Monica McFadden (left) and Dotti Seitz at the National Native American Boarding School Healing Coalition conference
Photo courtesy of Monica McFadden

Monica McFadden (left) and Dotti Seitz at the National Native American Boarding School Healing Coalition conference

The National Native American Boarding School Healing Coalition on Oct. 2-3 held their first-ever boarding school healing conference, called “The Spirit Survives: A National Movement Toward Healing.”

Monica McFadden, a Brethren Volunteer Service (BVS) worker at the Church of the Brethren Office of Peacebuilding and Policy with a focus on racial justice, attended the conference with Dotti Seitz, who is part of Harrisburg (Pa.) First Church of the Brethren and a member of the Southern Cheyenne tribe.

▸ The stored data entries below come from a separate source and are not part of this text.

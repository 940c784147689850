//! Dockerfile `FROM` rewriting
//!
//! Each tag-selected `FROM` is replaced by a provenance comment and a single
//! line `FROM [flags ]image@digest[ AS alias]`. A provenance comment left by a
//! previous run directly above such a `FROM` is dropped so re-pinning never
//! stacks comments. Instructions already pinned to a digest, `scratch`, stage
//! references and templated images are copied verbatim together with any
//! comment above them.

use super::Rewrite;
use crate::dockerfile::{Dockerfile, FromClause, Instruction};
use crate::error::{PinnyError, Result};
use crate::lockfile::LockFile;
use crate::reference::ImageRef;
use crate::resolver::Resolver;
use crate::text::SourceText;

const PROVENANCE_MARKER: &str = "# Pinned";

/// Where digests come from
pub enum DigestSource<'a> {
    /// Ask the registry
    Registry(&'a mut Resolver),
    /// Read a previously generated lock file
    LockFile(&'a LockFile),
}

impl DigestSource<'_> {
    fn digest(&mut self, raw: &str) -> Result<String> {
        match self {
            Self::Registry(resolver) => {
                let resolved = resolver.resolve_image(raw)?;
                let key = resolved.canonical_tag();
                resolved
                    .digest
                    .ok_or(PinnyError::DigestNotFound { reference: key })
            }
            Self::LockFile(lock) => {
                let image = ImageRef::parse(raw)?;
                lock.lookup(&image).map(str::to_string)
            }
        }
    }
}

/// Rewrite every tag-selected `FROM` of a Dockerfile
///
/// `timestamp` is written into provenance comments of images pinned from a
/// floating tag. `path` labels parse errors.
pub fn rewrite(
    path: &str,
    source: &SourceText,
    digests: &mut DigestSource<'_>,
    timestamp: &str,
) -> Result<Rewrite> {
    let parsed = Dockerfile::parse(path, &source.texts())?;
    let newline = source.newline();
    let mut content = String::new();
    let mut pinned = 0;
    let mut cursor = 0;

    for (instruction, from) in parsed.from_instructions() {
        let start = instruction.start_line;
        if !from.base.is_pinnable() {
            continue;
        }

        let digest = digests.digest(&from.image)?;
        let mut image = ImageRef::parse(&from.image)?;
        image.digest = Some(digest);

        let mut gap_end = start;
        if gap_end > cursor && source.text(gap_end - 1).starts_with(PROVENANCE_MARKER) {
            gap_end -= 1;
        }
        for index in cursor..gap_end {
            content.push_str(&source.line(index));
        }

        let ending = match source.ending(instruction.end_line) {
            "" => newline,
            ending => ending,
        };
        content.push_str(&provenance_comment(&image, timestamp));
        content.push_str(ending);
        content.push_str(&pinned_instruction(instruction, from, &image));
        content.push_str(source.ending(instruction.end_line));

        cursor = instruction.end_line + 1;
        pinned += 1;
    }

    for index in cursor..source.len() {
        content.push_str(&source.line(index));
    }

    Ok(Rewrite {
        content,
        pinned,
        warnings: 0,
    })
}

/// `# Pinned <raw> using pinny[ on <timestamp>]`
fn provenance_comment(image: &ImageRef, timestamp: &str) -> String {
    let mut comment = format!("{PROVENANCE_MARKER} {} using pinny", image.raw);
    if image.is_floating() {
        comment.push_str(" on ");
        comment.push_str(timestamp);
    }
    comment
}

fn pinned_instruction(instruction: &Instruction, from: &FromClause, image: &ImageRef) -> String {
    let mut parts = vec![instruction.keyword.clone()];
    parts.extend(instruction.flags.iter().cloned());
    parts.push(image.pinned_name().unwrap_or_else(|| image.original_name()));
    if let Some((keyword, alias)) = &from.alias {
        parts.push(keyword.clone());
        parts.push(alias.clone());
    }
    parts.join(" ")
}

The conference was held in Carlisle, Pa., the location of the Carlisle Indian Industrial School, perhaps the most famous of the Native American boarding schools in the US Boarding schools functioned as a way for the US government to take children from their homes on reservations and abusively strip them of their traditional cultures. Attendees of the conference were a mix of boarding school survivors, descendants of survivors, other Native people, and a number of Christian and white representatives of various organizations.

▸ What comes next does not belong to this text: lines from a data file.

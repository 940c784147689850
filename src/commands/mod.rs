//! Command implementations for Pinny CLI

pub mod actions;
pub mod completions;
pub mod docker;
pub mod version;

/// Current time in RFC 1123 form, used for provenance comments and lock metadata
pub fn timestamp() -> String {
    chrono::Utc::now()
        .format("%a, %d %b %Y %H:%M:%S GMT")
        .to_string()
}
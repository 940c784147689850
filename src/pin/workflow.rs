//! Workflow `uses:` rewriting
//!
//! A matching line becomes `<prefix><pinned reference> # <original reference>`,
//! with ` | <aliases>` appended for step references that share their commit
//! with other refs. Anything after the reference on the original line (usually
//! a previous provenance comment) is replaced. A line whose reference is
//! already pinned to the resolved digest is left exactly as it was.
//!
//! Only a `uses` key counts, optionally opening a sequence item; the same text
//! inside a scalar such as a `run:` script is left alone.

use std::sync::LazyLock;

use regex::Regex;

use super::Rewrite;
use crate::error::Result;
use crate::reference::image::DOCKER_SCHEME;
use crate::resolver::Resolver;
use crate::text::SourceText;

static USES: LazyLock<Regex> = LazyLock::new(|| {
    #[allow(clippy::unwrap_used)]
    Regex::new(r#"^(?P<pre>\s*(?:-\s+)?uses\s*:\s*)(?P<quote>["']?)(?P<reference>[^\s"'#]+)(?P<post>.*)$"#)
        .unwrap()
});

/// Rewrite every `uses:` line of a workflow file
pub fn rewrite(source: &SourceText, resolver: &mut Resolver) -> Result<Rewrite> {
    let mut content = String::new();
    let mut pinned = 0;
    let mut warnings = 0;

    for index in 0..source.len() {
        match rewrite_line(source.text(index), resolver, &mut warnings)? {
            Some(line) => {
                content.push_str(&line);
                content.push_str(source.ending(index));
                pinned += 1;
            }
            None => content.push_str(&source.line(index)),
        }
    }

    Ok(Rewrite {
        content,
        pinned,
        warnings,
    })
}

/// The rewritten line, or `None` if it stays as written
///
/// Resolution warnings for the line's step reference are added to `warnings`.
fn rewrite_line(
    line: &str,
    resolver: &mut Resolver,
    warnings: &mut usize,
) -> Result<Option<String>> {
    if line.trim_start().starts_with('#') {
        return Ok(None);
    }
    let Some(caps) = USES.captures(line) else {
        return Ok(None);
    };
    let pre = &caps["pre"];
    let quote = &caps["quote"];
    let reference = &caps["reference"];
    if !caps["post"].starts_with(quote) {
        return Ok(None);
    }

    let (pinned, comment) = if reference.starts_with(DOCKER_SCHEME) {
        let image = resolver.resolve_image(reference)?;
        let Some(name) = image.pinned_name() else {
            return Ok(None);
        };
        (format!("{DOCKER_SCHEME}{name}"), format!(" # {reference}"))
    } else if reference.contains('@') {
        let resolved = resolver.resolve_action(reference)?;
        *warnings += resolved.warnings.len();
        let Some(pinned) = resolved.reference.name_with_digest() else {
            tracing::debug!("Leaving {} unpinned", reference);
            return Ok(None);
        };
        let mut comment = format!(" # {reference}");
        if !resolved.reference.alias_refs.is_empty() {
            comment.push_str(" | ");
            comment.push_str(&resolved.reference.alias_refs.join(","));
        }
        (pinned, comment)
    } else {
        return Ok(None);
    };

    if pinned == reference {
        return Ok(None);
    }
    Ok(Some(format!("{pre}{quote}{pinned}{quote}{comment}")))
}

The two-day conference consisted of a range of panels and breakout sessions on topics such as “Truth, Healing, and Reconciliation,” “Healing through Art and Storytelling,” “Rethinking, Repurposing, and Reclaiming Indian Boarding Schools,” and “Allyship and Healing within Christian Denominations.” Some key themes of discussion were the historical trauma that still lives on from the boarding school generation, having access to records and information from boarding schools, how to approach healing from trauma, and how non-Natives can commit to hearing the truth of this often invisible history. Much of boarding school history is unknown by non-Natives, and many stories remain untold, so truth was at the center of conversations about healing.

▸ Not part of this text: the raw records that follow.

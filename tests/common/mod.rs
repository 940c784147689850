//! Common test utilities for Pinny integration tests

use std::path::PathBuf;

use assert_cmd::Command;
use tempfile::TempDir;

/// Address nothing listens on, so tests never reach a real API
pub const UNREACHABLE_API: &str = "http://127.0.0.1:1";

/// A test workspace for integration tests
pub struct TestWorkspace {
    /// Temporary directory
    #[allow(dead_code)]
    pub temp: TempDir,
    /// Path to workspace root
    pub path: PathBuf,
}

impl TestWorkspace {
    /// Create a new test workspace
    pub fn new() -> Self {
        let temp = TempDir::new().expect("Failed to create temp directory");
        let path = temp.path().to_path_buf();
        Self { temp, path }
    }

    /// Write a file in workspace
    pub fn write_file(&self, path: &str, content: &str) {
        let file_path = self.path.join(path);
        if let Some(parent) = file_path.parent() {
            std::fs::create_dir_all(parent).expect("Failed to create parent directory");
        }
        std::fs::write(&file_path, content).expect("Failed to write file");
    }

    /// Read a file from workspace
    pub fn read_file(&self, path: &str) -> String {
        let file_path = self.path.join(path);
        std::fs::read_to_string(&file_path).expect("Failed to read file")
    }

    /// Check if a file exists in workspace
    #[allow(dead_code)]
    pub fn file_exists(&self, path: &str) -> bool {
        self.path.join(path).exists()
    }

    /// Sorted entry names of a workspace directory
    pub fn entries(&self, dir: &str) -> Vec<String> {
        let mut names: Vec<String> = std::fs::read_dir(self.path.join(dir))
            .expect("Failed to read directory")
            .map(|e| {
                e.expect("Failed to read entry")
                    .file_name()
                    .to_string_lossy()
                    .to_string()
            })
            .collect();
        names.sort();
        names
    }

    /// A pinny command running in this workspace with a clean environment
    pub fn pinny(&self) -> Command {
        let mut cmd = pinny_cmd();
        cmd.current_dir(&self.path)
            .env_remove("GITHUB_TOKEN")
            .env_remove("PINNY_LOCKFILE")
            .env_remove("RUST_LOG")
            .env("PINNY_GITHUB_API_URL", UNREACHABLE_API);
        cmd
    }
}

// Temporary fix for deprecated cargo_bin - will be updated when build-dir issues are resolved
#[allow(deprecated)]
pub fn pinny_cmd() -> Command {
    Command::cargo_bin("pinny").expect("Failed to find pinny binary")
}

“When we talk about truth, it’s also about getting to a place of justice,” said Vicky Stott, program officer for the W.K. Kellogg Foundation and a member of the Ho-Chunk Nation, as she spoke on the Truth, Healing, and Reconciliation panel. “One, take in the truth. [And then] two, what does that truth obligate us to do?”

Seitz said that the conference was a great experience, prompting her to think more about her own journey of healing, one she said she’s only recently begun. Seitz did not grow up on a reservation or at a boarding school, but trauma and separation are common narratives in many Native people’s experiences.

“It’s easy for people to think this history has nothing to do with them,” said McFadden. “But all of our homes and churches are on Native land, and we have to ask ourselves why that is and how we benefit from it. This history is tied up in our own, and it’s our job as the church to reckon with that.”